(Input data begins)
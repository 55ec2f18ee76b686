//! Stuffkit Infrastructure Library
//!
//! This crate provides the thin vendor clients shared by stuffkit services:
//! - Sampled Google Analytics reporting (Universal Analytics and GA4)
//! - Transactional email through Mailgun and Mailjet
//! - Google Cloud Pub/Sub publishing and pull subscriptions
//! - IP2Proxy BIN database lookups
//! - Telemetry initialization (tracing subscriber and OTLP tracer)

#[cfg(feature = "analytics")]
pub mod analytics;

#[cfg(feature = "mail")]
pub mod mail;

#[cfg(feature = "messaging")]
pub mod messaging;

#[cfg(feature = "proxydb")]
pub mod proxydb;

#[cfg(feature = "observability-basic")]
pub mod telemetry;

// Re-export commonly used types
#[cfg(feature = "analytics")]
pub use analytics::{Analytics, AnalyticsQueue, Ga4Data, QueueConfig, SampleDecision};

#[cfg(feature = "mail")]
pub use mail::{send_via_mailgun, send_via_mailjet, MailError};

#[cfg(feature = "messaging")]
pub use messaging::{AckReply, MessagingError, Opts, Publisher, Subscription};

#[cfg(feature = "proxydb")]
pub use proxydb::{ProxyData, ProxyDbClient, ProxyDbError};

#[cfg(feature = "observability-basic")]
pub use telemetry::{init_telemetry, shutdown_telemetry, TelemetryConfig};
(Input data ends)
§ What is needed
Repeat the lines above, from the one containing "Mailgun and Mailjet" to the final line, word for word and with nothing else.

§ Solution to this task
//! - Transactional email through Mailgun and Mailjet
//! - Google Cloud Pub/Sub publishing and pull subscriptions
//! - IP2Proxy BIN database lookups
//! - Telemetry initialization (tracing subscriber and OTLP tracer)

#[cfg(feature = "analytics")]
pub mod analytics;

#[cfg(feature = "mail")]
pub mod mail;

#[cfg(feature = "messaging")]
pub mod messaging;

#[cfg(feature = "proxydb")]
pub mod proxydb;

#[cfg(feature = "observability-basic")]
pub mod telemetry;

// Re-export commonly used types
#[cfg(feature = "analytics")]
pub use analytics::{Analytics, AnalyticsQueue, Ga4Data, QueueConfig, SampleDecision};

#[cfg(feature = "mail")]
pub use mail::{send_via_mailgun, send_via_mailjet, MailError};

#[cfg(feature = "messaging")]
pub use messaging::{AckReply, MessagingError, Opts, Publisher, Subscription};

#[cfg(feature = "proxydb")]
pub use proxydb::{ProxyData, ProxyDbClient, ProxyDbError};

#[cfg(feature = "observability-basic")]
pub use telemetry::{init_telemetry, shutdown_telemetry, TelemetryConfig};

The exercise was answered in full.